Segment Start: Supplied data
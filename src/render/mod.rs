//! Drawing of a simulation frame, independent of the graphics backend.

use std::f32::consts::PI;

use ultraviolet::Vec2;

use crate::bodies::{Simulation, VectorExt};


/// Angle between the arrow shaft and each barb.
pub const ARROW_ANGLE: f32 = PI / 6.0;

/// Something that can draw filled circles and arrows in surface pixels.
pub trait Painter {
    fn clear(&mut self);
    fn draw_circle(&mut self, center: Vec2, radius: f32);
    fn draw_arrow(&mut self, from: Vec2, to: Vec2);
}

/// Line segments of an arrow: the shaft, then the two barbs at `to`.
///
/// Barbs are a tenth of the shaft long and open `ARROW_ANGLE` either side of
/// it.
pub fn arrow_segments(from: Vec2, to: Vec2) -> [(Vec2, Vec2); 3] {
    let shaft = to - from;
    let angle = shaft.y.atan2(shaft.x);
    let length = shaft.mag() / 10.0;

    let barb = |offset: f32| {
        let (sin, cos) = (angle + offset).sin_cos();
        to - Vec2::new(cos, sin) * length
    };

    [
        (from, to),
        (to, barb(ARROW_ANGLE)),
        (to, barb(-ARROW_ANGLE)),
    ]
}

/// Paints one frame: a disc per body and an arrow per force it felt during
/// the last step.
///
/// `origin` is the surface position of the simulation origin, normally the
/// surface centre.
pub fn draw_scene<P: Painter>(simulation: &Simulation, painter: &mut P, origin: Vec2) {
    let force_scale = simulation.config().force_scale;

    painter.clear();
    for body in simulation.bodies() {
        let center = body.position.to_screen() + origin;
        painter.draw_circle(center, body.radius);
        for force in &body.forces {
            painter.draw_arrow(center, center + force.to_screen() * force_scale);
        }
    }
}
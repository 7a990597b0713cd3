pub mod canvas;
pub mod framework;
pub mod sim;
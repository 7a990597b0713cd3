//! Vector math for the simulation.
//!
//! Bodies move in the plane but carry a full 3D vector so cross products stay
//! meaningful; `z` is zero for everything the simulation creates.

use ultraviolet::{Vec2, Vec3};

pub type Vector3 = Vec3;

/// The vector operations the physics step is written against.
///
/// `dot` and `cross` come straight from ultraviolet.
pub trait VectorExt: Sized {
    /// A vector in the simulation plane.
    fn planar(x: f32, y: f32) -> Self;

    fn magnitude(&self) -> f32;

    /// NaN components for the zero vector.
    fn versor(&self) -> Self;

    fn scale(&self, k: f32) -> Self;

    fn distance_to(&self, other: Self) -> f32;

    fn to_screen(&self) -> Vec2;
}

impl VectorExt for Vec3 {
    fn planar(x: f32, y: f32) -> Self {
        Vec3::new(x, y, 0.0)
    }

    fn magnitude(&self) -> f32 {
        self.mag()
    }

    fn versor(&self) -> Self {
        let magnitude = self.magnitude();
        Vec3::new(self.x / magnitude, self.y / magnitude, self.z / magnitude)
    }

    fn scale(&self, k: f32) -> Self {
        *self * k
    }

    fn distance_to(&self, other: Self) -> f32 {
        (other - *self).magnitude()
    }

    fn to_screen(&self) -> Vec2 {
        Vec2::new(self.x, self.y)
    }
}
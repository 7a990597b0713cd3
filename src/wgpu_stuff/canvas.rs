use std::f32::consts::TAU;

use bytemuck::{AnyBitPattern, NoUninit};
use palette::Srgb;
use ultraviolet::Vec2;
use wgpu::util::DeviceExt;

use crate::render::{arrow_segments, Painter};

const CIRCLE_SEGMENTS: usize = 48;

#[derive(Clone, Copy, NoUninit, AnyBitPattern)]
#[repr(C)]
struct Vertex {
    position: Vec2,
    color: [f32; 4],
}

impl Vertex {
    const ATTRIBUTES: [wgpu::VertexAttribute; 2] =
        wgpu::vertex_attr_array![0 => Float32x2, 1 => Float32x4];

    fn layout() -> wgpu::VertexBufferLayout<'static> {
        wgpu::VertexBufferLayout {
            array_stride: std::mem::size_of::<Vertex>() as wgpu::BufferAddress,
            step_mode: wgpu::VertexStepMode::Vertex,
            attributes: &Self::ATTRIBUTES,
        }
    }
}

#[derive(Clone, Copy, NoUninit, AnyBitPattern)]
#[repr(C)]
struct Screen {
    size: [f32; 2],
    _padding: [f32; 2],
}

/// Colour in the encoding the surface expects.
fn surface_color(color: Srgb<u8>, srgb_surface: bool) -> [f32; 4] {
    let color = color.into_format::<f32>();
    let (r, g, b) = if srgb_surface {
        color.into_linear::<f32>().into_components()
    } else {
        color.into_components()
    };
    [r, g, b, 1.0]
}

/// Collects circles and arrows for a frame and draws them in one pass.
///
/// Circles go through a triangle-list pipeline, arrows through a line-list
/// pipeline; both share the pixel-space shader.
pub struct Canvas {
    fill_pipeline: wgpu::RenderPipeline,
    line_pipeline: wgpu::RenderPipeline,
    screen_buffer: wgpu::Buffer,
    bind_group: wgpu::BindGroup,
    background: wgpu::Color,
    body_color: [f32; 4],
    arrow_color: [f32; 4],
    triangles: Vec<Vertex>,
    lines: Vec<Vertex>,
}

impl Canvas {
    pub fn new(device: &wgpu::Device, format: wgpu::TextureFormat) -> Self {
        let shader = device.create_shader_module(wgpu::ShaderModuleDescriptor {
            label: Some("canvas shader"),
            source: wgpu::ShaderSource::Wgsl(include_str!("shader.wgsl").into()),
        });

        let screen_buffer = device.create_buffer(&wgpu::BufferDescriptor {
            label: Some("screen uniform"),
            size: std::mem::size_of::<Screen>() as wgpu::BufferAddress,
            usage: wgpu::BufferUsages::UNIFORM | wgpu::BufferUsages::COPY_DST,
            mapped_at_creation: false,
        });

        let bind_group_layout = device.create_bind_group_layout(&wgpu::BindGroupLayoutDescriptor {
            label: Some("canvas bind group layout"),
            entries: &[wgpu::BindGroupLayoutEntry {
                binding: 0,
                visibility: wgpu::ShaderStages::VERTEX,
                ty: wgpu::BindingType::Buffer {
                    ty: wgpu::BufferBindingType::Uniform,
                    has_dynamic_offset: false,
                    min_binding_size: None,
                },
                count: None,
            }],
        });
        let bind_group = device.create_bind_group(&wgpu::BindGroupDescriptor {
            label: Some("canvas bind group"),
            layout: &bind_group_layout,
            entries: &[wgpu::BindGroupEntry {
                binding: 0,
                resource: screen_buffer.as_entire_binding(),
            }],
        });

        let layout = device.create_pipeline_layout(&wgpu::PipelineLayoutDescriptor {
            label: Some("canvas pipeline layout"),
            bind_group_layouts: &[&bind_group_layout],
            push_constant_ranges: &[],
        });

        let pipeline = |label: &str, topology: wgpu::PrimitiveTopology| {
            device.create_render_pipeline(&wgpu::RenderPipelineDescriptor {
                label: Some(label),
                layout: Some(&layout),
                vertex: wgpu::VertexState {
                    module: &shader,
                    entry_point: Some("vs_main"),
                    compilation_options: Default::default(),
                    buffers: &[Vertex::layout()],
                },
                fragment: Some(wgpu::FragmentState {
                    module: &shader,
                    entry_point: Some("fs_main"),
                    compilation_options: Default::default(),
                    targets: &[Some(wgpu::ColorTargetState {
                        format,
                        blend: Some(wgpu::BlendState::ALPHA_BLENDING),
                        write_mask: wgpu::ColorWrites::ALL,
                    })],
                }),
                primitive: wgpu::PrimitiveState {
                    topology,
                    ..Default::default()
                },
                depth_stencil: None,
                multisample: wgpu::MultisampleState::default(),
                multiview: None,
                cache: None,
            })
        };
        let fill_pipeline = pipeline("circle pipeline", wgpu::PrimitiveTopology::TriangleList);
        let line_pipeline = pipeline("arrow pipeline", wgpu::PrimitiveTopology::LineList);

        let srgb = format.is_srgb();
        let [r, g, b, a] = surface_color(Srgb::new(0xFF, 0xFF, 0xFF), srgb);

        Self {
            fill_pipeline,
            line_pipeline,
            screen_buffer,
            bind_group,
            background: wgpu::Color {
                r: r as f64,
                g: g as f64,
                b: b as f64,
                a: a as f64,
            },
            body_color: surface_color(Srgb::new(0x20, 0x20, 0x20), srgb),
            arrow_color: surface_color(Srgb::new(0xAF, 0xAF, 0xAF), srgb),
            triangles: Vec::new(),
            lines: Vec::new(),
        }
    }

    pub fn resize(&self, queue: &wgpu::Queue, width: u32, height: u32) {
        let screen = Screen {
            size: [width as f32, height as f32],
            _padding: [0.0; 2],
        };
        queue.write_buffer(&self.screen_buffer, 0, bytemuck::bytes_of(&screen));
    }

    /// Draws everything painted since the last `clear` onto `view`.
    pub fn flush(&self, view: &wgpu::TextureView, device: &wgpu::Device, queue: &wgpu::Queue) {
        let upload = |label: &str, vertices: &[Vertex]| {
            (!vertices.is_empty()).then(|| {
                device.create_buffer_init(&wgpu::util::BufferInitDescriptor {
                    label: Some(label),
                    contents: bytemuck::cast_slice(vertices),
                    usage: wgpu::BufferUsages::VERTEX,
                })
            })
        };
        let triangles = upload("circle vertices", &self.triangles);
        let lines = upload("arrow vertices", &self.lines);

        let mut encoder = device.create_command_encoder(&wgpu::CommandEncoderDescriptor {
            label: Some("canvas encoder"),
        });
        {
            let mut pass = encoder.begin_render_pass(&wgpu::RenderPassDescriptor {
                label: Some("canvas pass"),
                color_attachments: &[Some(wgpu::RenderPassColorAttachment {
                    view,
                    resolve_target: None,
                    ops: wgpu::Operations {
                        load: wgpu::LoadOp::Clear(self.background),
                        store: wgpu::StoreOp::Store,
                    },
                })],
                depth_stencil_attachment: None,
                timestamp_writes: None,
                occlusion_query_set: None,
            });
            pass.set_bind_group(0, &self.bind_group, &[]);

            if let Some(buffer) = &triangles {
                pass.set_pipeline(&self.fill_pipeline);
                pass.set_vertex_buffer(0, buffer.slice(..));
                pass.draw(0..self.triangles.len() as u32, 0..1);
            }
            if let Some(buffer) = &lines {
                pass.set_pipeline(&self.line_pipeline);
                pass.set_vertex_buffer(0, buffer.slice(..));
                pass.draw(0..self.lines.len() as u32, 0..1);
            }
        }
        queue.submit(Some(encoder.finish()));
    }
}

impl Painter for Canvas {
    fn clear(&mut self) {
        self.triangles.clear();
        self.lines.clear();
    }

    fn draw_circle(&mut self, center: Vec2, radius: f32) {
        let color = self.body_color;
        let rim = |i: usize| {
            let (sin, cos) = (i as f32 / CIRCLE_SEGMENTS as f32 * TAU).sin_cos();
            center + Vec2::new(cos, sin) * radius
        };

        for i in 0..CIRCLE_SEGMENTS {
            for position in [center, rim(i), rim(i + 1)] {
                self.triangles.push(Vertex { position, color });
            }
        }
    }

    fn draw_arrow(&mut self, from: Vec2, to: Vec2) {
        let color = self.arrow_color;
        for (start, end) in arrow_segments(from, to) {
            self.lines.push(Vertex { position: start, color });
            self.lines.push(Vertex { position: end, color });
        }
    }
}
Segment End: Supplied data
§ **Your task**: Lines containing the word "origin": copy every one of them from the records above.

§ **Task response**:
/// `origin` is the surface position of the simulation origin, normally the
pub fn draw_scene<P: Painter>(simulation: &Simulation, painter: &mut P, origin: Vec2) {
        let center = body.position.to_screen() + origin;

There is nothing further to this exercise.